Items from a data source:
────────

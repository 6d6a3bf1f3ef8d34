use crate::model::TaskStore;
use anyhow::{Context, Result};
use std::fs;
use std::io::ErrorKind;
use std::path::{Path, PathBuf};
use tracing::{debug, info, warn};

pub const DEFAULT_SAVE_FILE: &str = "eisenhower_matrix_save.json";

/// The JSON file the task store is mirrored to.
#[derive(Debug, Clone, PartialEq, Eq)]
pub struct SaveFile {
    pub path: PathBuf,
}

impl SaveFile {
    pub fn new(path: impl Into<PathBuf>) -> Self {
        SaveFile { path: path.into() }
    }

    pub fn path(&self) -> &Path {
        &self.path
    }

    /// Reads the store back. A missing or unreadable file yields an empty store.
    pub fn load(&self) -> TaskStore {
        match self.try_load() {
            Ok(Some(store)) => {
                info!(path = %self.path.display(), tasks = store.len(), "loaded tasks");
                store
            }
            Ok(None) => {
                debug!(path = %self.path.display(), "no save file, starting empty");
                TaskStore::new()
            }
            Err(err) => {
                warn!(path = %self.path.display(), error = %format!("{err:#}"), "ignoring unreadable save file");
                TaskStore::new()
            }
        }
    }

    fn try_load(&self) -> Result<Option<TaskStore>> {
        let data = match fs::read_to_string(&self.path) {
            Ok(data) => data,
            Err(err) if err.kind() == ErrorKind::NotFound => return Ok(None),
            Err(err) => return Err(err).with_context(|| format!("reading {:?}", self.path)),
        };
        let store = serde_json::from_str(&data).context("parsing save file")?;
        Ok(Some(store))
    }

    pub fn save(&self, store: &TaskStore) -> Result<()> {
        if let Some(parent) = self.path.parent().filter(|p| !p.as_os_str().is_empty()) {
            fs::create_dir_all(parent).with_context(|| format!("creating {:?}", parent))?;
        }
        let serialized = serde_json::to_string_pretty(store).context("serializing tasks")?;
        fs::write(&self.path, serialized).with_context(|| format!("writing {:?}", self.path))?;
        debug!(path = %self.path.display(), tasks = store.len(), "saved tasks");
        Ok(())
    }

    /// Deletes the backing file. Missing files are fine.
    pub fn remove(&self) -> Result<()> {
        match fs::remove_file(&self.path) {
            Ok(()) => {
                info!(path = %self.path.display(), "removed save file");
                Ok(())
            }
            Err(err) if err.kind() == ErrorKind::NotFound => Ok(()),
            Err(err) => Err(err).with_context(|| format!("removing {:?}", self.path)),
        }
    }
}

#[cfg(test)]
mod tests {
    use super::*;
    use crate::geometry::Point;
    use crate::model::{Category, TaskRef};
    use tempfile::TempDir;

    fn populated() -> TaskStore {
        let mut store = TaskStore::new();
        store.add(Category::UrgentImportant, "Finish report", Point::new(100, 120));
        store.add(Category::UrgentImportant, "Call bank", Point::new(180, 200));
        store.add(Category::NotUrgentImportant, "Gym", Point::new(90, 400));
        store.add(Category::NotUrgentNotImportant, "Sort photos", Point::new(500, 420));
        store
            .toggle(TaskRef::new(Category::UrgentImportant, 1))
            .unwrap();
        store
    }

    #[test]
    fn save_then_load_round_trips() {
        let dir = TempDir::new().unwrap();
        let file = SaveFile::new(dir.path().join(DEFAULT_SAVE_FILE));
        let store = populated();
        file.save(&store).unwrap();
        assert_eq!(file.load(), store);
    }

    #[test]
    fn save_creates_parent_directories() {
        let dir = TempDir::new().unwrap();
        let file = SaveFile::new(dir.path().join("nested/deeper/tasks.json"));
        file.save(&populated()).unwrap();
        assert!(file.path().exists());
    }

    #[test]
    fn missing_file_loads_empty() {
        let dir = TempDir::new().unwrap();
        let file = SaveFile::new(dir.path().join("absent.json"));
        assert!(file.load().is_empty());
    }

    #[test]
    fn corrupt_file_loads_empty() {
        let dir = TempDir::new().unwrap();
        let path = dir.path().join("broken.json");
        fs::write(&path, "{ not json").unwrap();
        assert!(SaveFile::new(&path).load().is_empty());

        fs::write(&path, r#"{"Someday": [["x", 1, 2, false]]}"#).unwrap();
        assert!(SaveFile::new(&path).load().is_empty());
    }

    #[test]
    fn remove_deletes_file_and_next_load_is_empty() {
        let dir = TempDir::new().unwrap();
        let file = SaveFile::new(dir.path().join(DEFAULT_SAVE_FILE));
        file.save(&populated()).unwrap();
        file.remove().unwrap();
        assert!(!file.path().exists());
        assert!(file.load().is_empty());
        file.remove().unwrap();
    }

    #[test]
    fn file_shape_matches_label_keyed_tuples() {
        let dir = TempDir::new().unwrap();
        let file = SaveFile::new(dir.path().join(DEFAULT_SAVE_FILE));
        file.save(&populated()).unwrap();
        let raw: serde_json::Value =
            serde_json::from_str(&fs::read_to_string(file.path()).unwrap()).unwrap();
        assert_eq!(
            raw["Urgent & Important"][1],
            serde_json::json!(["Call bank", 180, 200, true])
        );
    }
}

────────

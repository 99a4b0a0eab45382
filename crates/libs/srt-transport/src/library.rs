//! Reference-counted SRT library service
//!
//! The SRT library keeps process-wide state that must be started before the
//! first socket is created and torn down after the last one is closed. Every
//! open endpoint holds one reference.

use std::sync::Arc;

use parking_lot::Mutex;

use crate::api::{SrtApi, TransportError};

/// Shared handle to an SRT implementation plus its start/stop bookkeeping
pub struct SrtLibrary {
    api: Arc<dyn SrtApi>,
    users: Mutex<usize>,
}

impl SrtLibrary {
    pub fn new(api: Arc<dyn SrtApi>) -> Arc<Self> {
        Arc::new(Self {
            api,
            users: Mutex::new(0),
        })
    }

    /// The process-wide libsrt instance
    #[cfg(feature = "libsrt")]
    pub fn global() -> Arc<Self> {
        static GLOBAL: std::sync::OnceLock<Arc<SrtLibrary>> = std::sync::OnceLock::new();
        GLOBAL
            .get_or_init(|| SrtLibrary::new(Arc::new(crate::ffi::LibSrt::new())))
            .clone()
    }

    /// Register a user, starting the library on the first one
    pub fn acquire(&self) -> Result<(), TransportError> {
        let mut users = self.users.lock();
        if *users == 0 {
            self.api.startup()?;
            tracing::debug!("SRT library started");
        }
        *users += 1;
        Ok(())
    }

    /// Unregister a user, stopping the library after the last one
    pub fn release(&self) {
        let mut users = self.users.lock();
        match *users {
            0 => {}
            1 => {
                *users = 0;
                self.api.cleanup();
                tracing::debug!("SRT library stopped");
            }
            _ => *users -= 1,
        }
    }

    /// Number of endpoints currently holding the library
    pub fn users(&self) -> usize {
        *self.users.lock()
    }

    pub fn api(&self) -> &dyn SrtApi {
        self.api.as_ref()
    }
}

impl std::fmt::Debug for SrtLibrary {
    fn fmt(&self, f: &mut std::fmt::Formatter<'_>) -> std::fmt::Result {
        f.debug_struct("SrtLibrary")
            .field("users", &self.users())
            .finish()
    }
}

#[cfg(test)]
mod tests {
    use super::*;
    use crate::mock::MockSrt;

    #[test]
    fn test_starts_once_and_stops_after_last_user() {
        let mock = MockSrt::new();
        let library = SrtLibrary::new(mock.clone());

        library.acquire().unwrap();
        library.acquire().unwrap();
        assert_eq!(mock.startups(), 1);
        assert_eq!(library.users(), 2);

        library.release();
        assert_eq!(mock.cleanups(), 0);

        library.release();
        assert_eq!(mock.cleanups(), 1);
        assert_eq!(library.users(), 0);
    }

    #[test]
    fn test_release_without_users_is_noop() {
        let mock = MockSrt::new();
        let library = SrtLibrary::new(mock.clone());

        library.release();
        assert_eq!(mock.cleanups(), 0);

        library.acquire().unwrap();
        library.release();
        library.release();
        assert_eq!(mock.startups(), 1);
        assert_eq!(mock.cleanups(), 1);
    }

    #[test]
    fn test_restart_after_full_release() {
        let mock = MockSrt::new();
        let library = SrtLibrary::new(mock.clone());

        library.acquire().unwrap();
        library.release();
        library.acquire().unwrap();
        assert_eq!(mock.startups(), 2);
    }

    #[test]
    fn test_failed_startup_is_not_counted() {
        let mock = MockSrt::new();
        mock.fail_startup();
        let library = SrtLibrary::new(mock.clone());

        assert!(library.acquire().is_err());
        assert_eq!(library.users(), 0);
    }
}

────────

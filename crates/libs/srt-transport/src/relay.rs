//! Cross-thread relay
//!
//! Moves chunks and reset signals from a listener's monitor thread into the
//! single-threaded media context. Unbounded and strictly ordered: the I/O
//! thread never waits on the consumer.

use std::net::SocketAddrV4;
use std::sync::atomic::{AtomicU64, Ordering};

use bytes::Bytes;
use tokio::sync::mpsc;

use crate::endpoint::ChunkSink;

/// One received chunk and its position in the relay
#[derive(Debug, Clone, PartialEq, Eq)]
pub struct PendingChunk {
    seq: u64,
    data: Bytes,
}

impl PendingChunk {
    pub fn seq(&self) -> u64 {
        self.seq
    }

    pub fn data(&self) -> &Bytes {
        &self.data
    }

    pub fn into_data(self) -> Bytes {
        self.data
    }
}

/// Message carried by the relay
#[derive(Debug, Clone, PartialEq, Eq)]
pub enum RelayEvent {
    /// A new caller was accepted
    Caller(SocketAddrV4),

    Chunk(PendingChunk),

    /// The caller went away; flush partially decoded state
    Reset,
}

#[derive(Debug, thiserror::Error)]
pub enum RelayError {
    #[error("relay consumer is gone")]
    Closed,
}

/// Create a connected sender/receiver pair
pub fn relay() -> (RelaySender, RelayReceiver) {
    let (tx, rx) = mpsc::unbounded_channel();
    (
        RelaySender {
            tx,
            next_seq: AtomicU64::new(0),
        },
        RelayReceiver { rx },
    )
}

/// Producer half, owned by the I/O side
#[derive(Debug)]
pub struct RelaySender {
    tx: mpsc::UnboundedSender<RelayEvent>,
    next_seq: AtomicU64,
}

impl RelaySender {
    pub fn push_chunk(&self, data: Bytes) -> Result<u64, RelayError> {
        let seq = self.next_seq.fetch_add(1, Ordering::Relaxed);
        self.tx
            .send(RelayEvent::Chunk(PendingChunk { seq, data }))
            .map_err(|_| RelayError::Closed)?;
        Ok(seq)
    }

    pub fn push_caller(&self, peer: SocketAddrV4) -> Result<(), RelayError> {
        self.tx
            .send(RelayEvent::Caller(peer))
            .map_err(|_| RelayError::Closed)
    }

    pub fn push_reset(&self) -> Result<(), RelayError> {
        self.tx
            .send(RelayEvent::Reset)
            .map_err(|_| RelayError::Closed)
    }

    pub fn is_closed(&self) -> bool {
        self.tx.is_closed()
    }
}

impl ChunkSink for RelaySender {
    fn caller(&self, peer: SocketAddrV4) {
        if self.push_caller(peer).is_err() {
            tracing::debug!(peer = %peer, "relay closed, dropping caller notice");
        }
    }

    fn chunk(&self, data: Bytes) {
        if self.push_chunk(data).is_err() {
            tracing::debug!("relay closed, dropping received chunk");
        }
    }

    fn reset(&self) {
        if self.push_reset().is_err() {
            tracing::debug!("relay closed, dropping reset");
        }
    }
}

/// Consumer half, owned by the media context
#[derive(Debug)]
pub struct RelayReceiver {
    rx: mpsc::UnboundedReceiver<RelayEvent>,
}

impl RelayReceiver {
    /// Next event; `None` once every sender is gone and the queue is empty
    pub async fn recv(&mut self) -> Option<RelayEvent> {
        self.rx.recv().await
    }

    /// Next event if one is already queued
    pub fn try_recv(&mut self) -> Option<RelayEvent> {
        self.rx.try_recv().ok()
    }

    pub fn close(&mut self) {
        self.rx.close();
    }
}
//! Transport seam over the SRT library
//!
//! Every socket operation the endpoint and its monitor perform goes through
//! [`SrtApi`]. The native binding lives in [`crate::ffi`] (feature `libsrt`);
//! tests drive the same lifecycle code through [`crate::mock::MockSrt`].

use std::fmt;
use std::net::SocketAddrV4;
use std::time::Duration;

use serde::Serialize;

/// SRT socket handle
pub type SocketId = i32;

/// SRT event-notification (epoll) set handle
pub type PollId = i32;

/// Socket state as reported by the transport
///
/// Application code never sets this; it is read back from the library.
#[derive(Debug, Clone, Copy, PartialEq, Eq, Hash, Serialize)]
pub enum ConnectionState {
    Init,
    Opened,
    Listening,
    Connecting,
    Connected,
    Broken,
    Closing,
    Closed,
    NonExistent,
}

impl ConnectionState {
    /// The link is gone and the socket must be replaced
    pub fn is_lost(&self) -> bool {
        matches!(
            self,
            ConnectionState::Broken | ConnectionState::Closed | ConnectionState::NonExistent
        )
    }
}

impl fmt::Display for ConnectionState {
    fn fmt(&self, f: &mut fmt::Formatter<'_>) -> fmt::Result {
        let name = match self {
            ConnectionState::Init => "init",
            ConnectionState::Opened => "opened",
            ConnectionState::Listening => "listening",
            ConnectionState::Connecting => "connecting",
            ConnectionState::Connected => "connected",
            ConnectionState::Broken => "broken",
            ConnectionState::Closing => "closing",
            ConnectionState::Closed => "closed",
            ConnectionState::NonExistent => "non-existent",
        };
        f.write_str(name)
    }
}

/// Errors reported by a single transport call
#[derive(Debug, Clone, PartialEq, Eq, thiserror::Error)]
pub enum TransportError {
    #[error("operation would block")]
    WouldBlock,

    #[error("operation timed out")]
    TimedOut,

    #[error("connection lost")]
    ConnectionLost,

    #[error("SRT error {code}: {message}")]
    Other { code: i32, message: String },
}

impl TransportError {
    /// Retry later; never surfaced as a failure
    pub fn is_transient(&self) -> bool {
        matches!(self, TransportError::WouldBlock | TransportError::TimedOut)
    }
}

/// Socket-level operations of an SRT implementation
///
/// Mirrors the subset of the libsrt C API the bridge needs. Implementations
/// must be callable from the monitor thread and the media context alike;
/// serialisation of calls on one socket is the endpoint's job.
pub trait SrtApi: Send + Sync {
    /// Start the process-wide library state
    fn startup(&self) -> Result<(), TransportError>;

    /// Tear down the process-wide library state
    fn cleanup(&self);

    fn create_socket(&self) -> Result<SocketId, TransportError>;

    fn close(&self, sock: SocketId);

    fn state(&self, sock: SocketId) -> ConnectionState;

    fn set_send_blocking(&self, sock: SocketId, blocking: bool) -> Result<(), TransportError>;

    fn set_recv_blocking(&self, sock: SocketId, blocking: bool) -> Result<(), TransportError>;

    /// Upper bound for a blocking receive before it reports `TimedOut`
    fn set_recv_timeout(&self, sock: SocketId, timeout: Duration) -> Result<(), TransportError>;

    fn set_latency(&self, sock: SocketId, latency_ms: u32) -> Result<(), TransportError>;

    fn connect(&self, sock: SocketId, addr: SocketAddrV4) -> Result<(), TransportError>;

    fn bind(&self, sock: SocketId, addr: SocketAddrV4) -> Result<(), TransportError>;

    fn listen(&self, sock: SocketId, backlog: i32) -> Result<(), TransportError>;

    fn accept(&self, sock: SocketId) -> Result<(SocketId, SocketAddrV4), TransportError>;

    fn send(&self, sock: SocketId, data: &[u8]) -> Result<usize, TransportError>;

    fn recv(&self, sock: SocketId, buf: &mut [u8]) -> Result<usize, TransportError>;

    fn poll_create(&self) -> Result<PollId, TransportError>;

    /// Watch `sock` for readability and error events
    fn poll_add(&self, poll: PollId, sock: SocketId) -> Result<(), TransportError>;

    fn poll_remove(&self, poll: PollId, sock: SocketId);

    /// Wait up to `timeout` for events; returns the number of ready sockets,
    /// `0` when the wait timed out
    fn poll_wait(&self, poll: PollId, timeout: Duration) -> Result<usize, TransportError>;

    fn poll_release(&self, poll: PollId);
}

────────

Your response should be the lines of the entries above that include the string "before".

//! The SRT library keeps process-wide state that must be started before the
    /// Upper bound for a blocking receive before it reports `TimedOut`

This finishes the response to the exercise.